*Task to complete*:
Nothing outside the stretch is wanted. Repeat exactly the lines of the listing below from the one that contains "pub mod backend;" through the one that contains "ids and CORS", both ends included.

+-------+

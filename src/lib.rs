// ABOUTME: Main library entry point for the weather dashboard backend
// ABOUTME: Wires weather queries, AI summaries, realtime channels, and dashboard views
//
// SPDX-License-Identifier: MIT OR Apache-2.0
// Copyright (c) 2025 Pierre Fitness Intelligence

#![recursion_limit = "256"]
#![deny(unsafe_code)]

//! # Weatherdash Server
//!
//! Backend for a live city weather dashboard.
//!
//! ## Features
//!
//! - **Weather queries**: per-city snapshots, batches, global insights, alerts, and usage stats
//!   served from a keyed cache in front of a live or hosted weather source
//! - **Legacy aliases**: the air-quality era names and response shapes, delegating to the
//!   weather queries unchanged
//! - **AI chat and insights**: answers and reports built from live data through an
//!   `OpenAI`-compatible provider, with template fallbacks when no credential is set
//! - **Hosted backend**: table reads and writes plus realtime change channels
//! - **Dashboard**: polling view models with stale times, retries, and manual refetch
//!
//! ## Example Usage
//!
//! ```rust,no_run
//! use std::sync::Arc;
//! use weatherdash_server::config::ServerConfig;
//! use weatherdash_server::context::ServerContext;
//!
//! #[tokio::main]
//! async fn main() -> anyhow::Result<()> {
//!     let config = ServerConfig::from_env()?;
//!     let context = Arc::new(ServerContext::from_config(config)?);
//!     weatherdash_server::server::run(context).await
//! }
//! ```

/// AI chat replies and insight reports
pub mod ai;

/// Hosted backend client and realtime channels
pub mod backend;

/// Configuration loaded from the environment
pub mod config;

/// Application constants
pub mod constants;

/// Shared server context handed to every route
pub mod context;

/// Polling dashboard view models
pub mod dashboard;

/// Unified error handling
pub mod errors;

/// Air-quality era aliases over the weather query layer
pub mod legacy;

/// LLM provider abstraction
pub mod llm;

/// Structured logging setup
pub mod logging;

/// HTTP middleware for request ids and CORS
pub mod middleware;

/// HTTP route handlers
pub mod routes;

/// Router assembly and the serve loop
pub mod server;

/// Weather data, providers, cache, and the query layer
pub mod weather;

+-------+

*Answer section*:
pub mod backend;

/// Configuration loaded from the environment
pub mod config;

/// Application constants
pub mod constants;

/// Shared server context handed to every route
pub mod context;

/// Polling dashboard view models
pub mod dashboard;

/// Unified error handling
pub mod errors;

/// Air-quality era aliases over the weather query layer
pub mod legacy;

/// LLM provider abstraction
pub mod llm;

/// Structured logging setup
pub mod logging;

/// HTTP middleware for request ids and CORS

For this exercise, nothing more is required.